use std::collections::HashMap;
use std::sync::Mutex;

use chrono::{DateTime, Utc};
use tokio::sync::watch;
use uuid::Uuid;

use shared::models::RunSummary;
use shared::tier::Tier;

/// In-memory ledger of runs: at most one active per tier, plus the last
/// finished summary and the next scheduled fire time for the status surface.
pub(crate) struct RunRegistry {
    inner: Mutex<Inner>,
}

#[derive(Default)]
struct Inner {
    active: HashMap<Tier, ActiveRun>,
    last: HashMap<Tier, RunSummary>,
    next_runs: HashMap<Tier, DateTime<Utc>>,
}

struct ActiveRun {
    id: Uuid,
    cancel_tx: watch::Sender<bool>,
}

/// Handle carried by a run's workers. Cancellation is cooperative: workers
/// observe the flag between domains and between tensor elements.
#[derive(Clone)]
pub(crate) struct RunTicket {
    pub(crate) id: Uuid,
    pub(crate) tier: Tier,
    cancel_rx: watch::Receiver<bool>,
}

impl RunTicket {
    pub(crate) fn is_canceled(&self) -> bool {
        *self.cancel_rx.borrow()
    }
}

impl std::fmt::Debug for RunTicket {
    fn fmt(&self, f: &mut std::fmt::Formatter<'_>) -> std::fmt::Result {
        f.debug_struct("RunTicket")
            .field("id", &self.id)
            .field("tier", &self.tier)
            .finish()
    }
}

impl PartialEq for RunTicket {
    fn eq(&self, other: &Self) -> bool {
        self.id == other.id && self.tier == other.tier
    }
}

#[derive(Debug, PartialEq, Eq)]
pub(crate) enum BeginRunError {
    AlreadyActive,
}

impl RunRegistry {
    pub(crate) fn new() -> Self {
        Self {
            inner: Mutex::new(Inner::default()),
        }
    }

    /// Registers a run for `tier`. A second run on the same tier is refused
    /// unless forced, in which case the incumbent is canceled and replaced.
    pub(crate) fn begin(&self, tier: Tier, force: bool) -> Result<RunTicket, BeginRunError> {
        let mut inner = self.lock();
        if let Some(active) = inner.active.get(&tier) {
            if !force {
                return Err(BeginRunError::AlreadyActive);
            }
            let _ = active.cancel_tx.send(true);
        }

        let (cancel_tx, cancel_rx) = watch::channel(false);
        let id = Uuid::new_v4();
        inner.active.insert(tier, ActiveRun { id, cancel_tx });

        Ok(RunTicket {
            id,
            tier,
            cancel_rx,
        })
    }

    pub(crate) fn finish(&self, tier: Tier, run_id: Uuid, summary: RunSummary) {
        let mut inner = self.lock();
        if inner
            .active
            .get(&tier)
            .is_some_and(|active| active.id == run_id)
        {
            inner.active.remove(&tier);
        }
        inner.last.insert(tier, summary);
    }

    pub(crate) fn cancel(&self, run_id: Uuid) -> bool {
        let inner = self.lock();
        for active in inner.active.values() {
            if active.id == run_id {
                let _ = active.cancel_tx.send(true);
                return true;
            }
        }
        false
    }

    pub(crate) fn cancel_all(&self) {
        let inner = self.lock();
        for active in inner.active.values() {
            let _ = active.cancel_tx.send(true);
        }
    }

    pub(crate) fn active_count(&self) -> usize {
        self.lock().active.len()
    }

    pub(crate) fn active_run_id(&self, tier: Tier) -> Option<Uuid> {
        self.lock().active.get(&tier).map(|active| active.id)
    }

    pub(crate) fn last_summary(&self, tier: Tier) -> Option<RunSummary> {
        self.lock().last.get(&tier).cloned()
    }

    pub(crate) fn set_next_run(&self, tier: Tier, at: DateTime<Utc>) {
        self.lock().next_runs.insert(tier, at);
    }

    pub(crate) fn next_run(&self, tier: Tier) -> Option<DateTime<Utc>> {
        self.lock().next_runs.get(&tier).copied()
    }

    fn lock(&self) -> std::sync::MutexGuard<'_, Inner> {
        match self.inner.lock() {
            Ok(guard) => guard,
            Err(poisoned) => poisoned.into_inner(),
        }
    }
}

#[cfg(test)]
mod tests {
    use super::*;

    fn summary_for(ticket: &RunTicket) -> RunSummary {
        RunSummary {
            run_id: ticket.id,
            tier: ticket.tier.as_str().to_string(),
            outcome: "completed".to_string(),
            started_at: Utc::now(),
            finished_at: Some(Utc::now()),
            domains_claimed: 0,
            domains_completed: 0,
            domains_partial: 0,
            domains_returned: 0,
            domains_parked: 0,
            domains_released: 0,
            calls_succeeded: 0,
            calls_failed: 0,
            calls_skipped_open: 0,
            total_cost_usd: 0.0,
            block_reasons: Vec::new(),
        }
    }

    #[test]
    fn duplicate_runs_per_tier_are_refused() {
        let registry = RunRegistry::new();
        let first = registry.begin(Tier::Cheap, false).expect("first run");
        assert_eq!(
            registry.begin(Tier::Cheap, false),
            Err(BeginRunError::AlreadyActive)
        );
        // A different tier is unaffected.
        registry.begin(Tier::Full, false).expect("other tier");
        assert_eq!(registry.active_count(), 2);
        assert!(!first.is_canceled());
    }

    #[test]
    fn force_cancels_and_replaces_the_incumbent() {
        let registry = RunRegistry::new();
        let first = registry.begin(Tier::Medium, false).expect("first run");
        let second = registry.begin(Tier::Medium, true).expect("forced run");

        assert!(first.is_canceled());
        assert!(!second.is_canceled());
        assert_eq!(registry.active_run_id(Tier::Medium), Some(second.id));
        assert_eq!(registry.active_count(), 1);
    }

    #[test]
    fn cancel_by_run_id_flags_the_ticket() {
        let registry = RunRegistry::new();
        let ticket = registry.begin(Tier::Expensive, false).expect("run");

        assert!(registry.cancel(ticket.id));
        assert!(ticket.is_canceled());
        assert!(!registry.cancel(Uuid::new_v4()));
    }

    #[test]
    fn finish_clears_the_active_slot_and_records_the_summary() {
        let registry = RunRegistry::new();
        let ticket = registry.begin(Tier::Cheap, false).expect("run");
        let run_id = ticket.id;

        registry.finish(Tier::Cheap, run_id, summary_for(&ticket));

        assert_eq!(registry.active_count(), 0);
        assert_eq!(
            registry.last_summary(Tier::Cheap).map(|s| s.run_id),
            Some(run_id)
        );
        // A fresh run can start immediately.
        registry.begin(Tier::Cheap, false).expect("second run");
    }

    #[test]
    fn finish_of_a_superseded_run_leaves_the_replacement_active() {
        let registry = RunRegistry::new();
        let first = registry.begin(Tier::Full, false).expect("first run");
        let second = registry.begin(Tier::Full, true).expect("forced run");

        registry.finish(Tier::Full, first.id, summary_for(&first));
        assert_eq!(registry.active_run_id(Tier::Full), Some(second.id));
    }
}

------

**WHAT THIS TASK INVOLVES**
All entries shown above should be duplicated without a single difference.

**RESULT FOR THIS EXERCISE**
use std::collections::HashMap;
use std::sync::Mutex;

use chrono::{DateTime, Utc};
use tokio::sync::watch;
use uuid::Uuid;

use shared::models::RunSummary;
use shared::tier::Tier;

/// In-memory ledger of runs: at most one active per tier, plus the last
/// finished summary and the next scheduled fire time for the status surface.
pub(crate) struct RunRegistry {
    inner: Mutex<Inner>,
}

#[derive(Default)]
struct Inner {
    active: HashMap<Tier, ActiveRun>,
    last: HashMap<Tier, RunSummary>,
    next_runs: HashMap<Tier, DateTime<Utc>>,
}

struct ActiveRun {
    id: Uuid,
    cancel_tx: watch::Sender<bool>,
}

/// Handle carried by a run's workers. Cancellation is cooperative: workers
/// observe the flag between domains and between tensor elements.
#[derive(Clone)]
pub(crate) struct RunTicket {
    pub(crate) id: Uuid,
    pub(crate) tier: Tier,
    cancel_rx: watch::Receiver<bool>,
}

impl RunTicket {
    pub(crate) fn is_canceled(&self) -> bool {
        *self.cancel_rx.borrow()
    }
}

impl std::fmt::Debug for RunTicket {
    fn fmt(&self, f: &mut std::fmt::Formatter<'_>) -> std::fmt::Result {
        f.debug_struct("RunTicket")
            .field("id", &self.id)
            .field("tier", &self.tier)
            .finish()
    }
}

impl PartialEq for RunTicket {
    fn eq(&self, other: &Self) -> bool {
        self.id == other.id && self.tier == other.tier
    }
}

#[derive(Debug, PartialEq, Eq)]
pub(crate) enum BeginRunError {
    AlreadyActive,
}

impl RunRegistry {
    pub(crate) fn new() -> Self {
        Self {
            inner: Mutex::new(Inner::default()),
        }
    }

    /// Registers a run for `tier`. A second run on the same tier is refused
    /// unless forced, in which case the incumbent is canceled and replaced.
    pub(crate) fn begin(&self, tier: Tier, force: bool) -> Result<RunTicket, BeginRunError> {
        let mut inner = self.lock();
        if let Some(active) = inner.active.get(&tier) {
            if !force {
                return Err(BeginRunError::AlreadyActive);
            }
            let _ = active.cancel_tx.send(true);
        }

        let (cancel_tx, cancel_rx) = watch::channel(false);
        let id = Uuid::new_v4();
        inner.active.insert(tier, ActiveRun { id, cancel_tx });

        Ok(RunTicket {
            id,
            tier,
            cancel_rx,
        })
    }

    pub(crate) fn finish(&self, tier: Tier, run_id: Uuid, summary: RunSummary) {
        let mut inner = self.lock();
        if inner
            .active
            .get(&tier)
            .is_some_and(|active| active.id == run_id)
        {
            inner.active.remove(&tier);
        }
        inner.last.insert(tier, summary);
    }

    pub(crate) fn cancel(&self, run_id: Uuid) -> bool {
        let inner = self.lock();
        for active in inner.active.values() {
            if active.id == run_id {
                let _ = active.cancel_tx.send(true);
                return true;
            }
        }
        false
    }

    pub(crate) fn cancel_all(&self) {
        let inner = self.lock();
        for active in inner.active.values() {
            let _ = active.cancel_tx.send(true);
        }
    }

    pub(crate) fn active_count(&self) -> usize {
        self.lock().active.len()
    }

    pub(crate) fn active_run_id(&self, tier: Tier) -> Option<Uuid> {
        self.lock().active.get(&tier).map(|active| active.id)
    }

    pub(crate) fn last_summary(&self, tier: Tier) -> Option<RunSummary> {
        self.lock().last.get(&tier).cloned()
    }

    pub(crate) fn set_next_run(&self, tier: Tier, at: DateTime<Utc>) {
        self.lock().next_runs.insert(tier, at);
    }

    pub(crate) fn next_run(&self, tier: Tier) -> Option<DateTime<Utc>> {
        self.lock().next_runs.get(&tier).copied()
    }

    fn lock(&self) -> std::sync::MutexGuard<'_, Inner> {
        match self.inner.lock() {
            Ok(guard) => guard,
            Err(poisoned) => poisoned.into_inner(),
        }
    }
}

#[cfg(test)]
mod tests {
    use super::*;

    fn summary_for(ticket: &RunTicket) -> RunSummary {
        RunSummary {
            run_id: ticket.id,
            tier: ticket.tier.as_str().to_string(),
            outcome: "completed".to_string(),
            started_at: Utc::now(),
            finished_at: Some(Utc::now()),
            domains_claimed: 0,
            domains_completed: 0,
            domains_partial: 0,
            domains_returned: 0,
            domains_parked: 0,
            domains_released: 0,
            calls_succeeded: 0,
            calls_failed: 0,
            calls_skipped_open: 0,
            total_cost_usd: 0.0,
            block_reasons: Vec::new(),
        }
    }

    #[test]
    fn duplicate_runs_per_tier_are_refused() {
        let registry = RunRegistry::new();
        let first = registry.begin(Tier::Cheap, false).expect("first run");
        assert_eq!(
            registry.begin(Tier::Cheap, false),
            Err(BeginRunError::AlreadyActive)
        );
        // A different tier is unaffected.
        registry.begin(Tier::Full, false).expect("other tier");
        assert_eq!(registry.active_count(), 2);
        assert!(!first.is_canceled());
    }

    #[test]
    fn force_cancels_and_replaces_the_incumbent() {
        let registry = RunRegistry::new();
        let first = registry.begin(Tier::Medium, false).expect("first run");
        let second = registry.begin(Tier::Medium, true).expect("forced run");

        assert!(first.is_canceled());
        assert!(!second.is_canceled());
        assert_eq!(registry.active_run_id(Tier::Medium), Some(second.id));
        assert_eq!(registry.active_count(), 1);
    }

    #[test]
    fn cancel_by_run_id_flags_the_ticket() {
        let registry = RunRegistry::new();
        let ticket = registry.begin(Tier::Expensive, false).expect("run");

        assert!(registry.cancel(ticket.id));
        assert!(ticket.is_canceled());
        assert!(!registry.cancel(Uuid::new_v4()));
    }

    #[test]
    fn finish_clears_the_active_slot_and_records_the_summary() {
        let registry = RunRegistry::new();
        let ticket = registry.begin(Tier::Cheap, false).expect("run");
        let run_id = ticket.id;

        registry.finish(Tier::Cheap, run_id, summary_for(&ticket));

        assert_eq!(registry.active_count(), 0);
        assert_eq!(
            registry.last_summary(Tier::Cheap).map(|s| s.run_id),
            Some(run_id)
        );
        // A fresh run can start immediately.
        registry.begin(Tier::Cheap, false).expect("second run");
    }

    #[test]
    fn finish_of_a_superseded_run_leaves_the_replacement_active() {
        let registry = RunRegistry::new();
        let first = registry.begin(Tier::Full, false).expect("first run");
        let second = registry.begin(Tier::Full, true).expect("forced run");

        registry.finish(Tier::Full, first.id, summary_for(&first));
        assert_eq!(registry.active_run_id(Tier::Full), Some(second.id));
    }
}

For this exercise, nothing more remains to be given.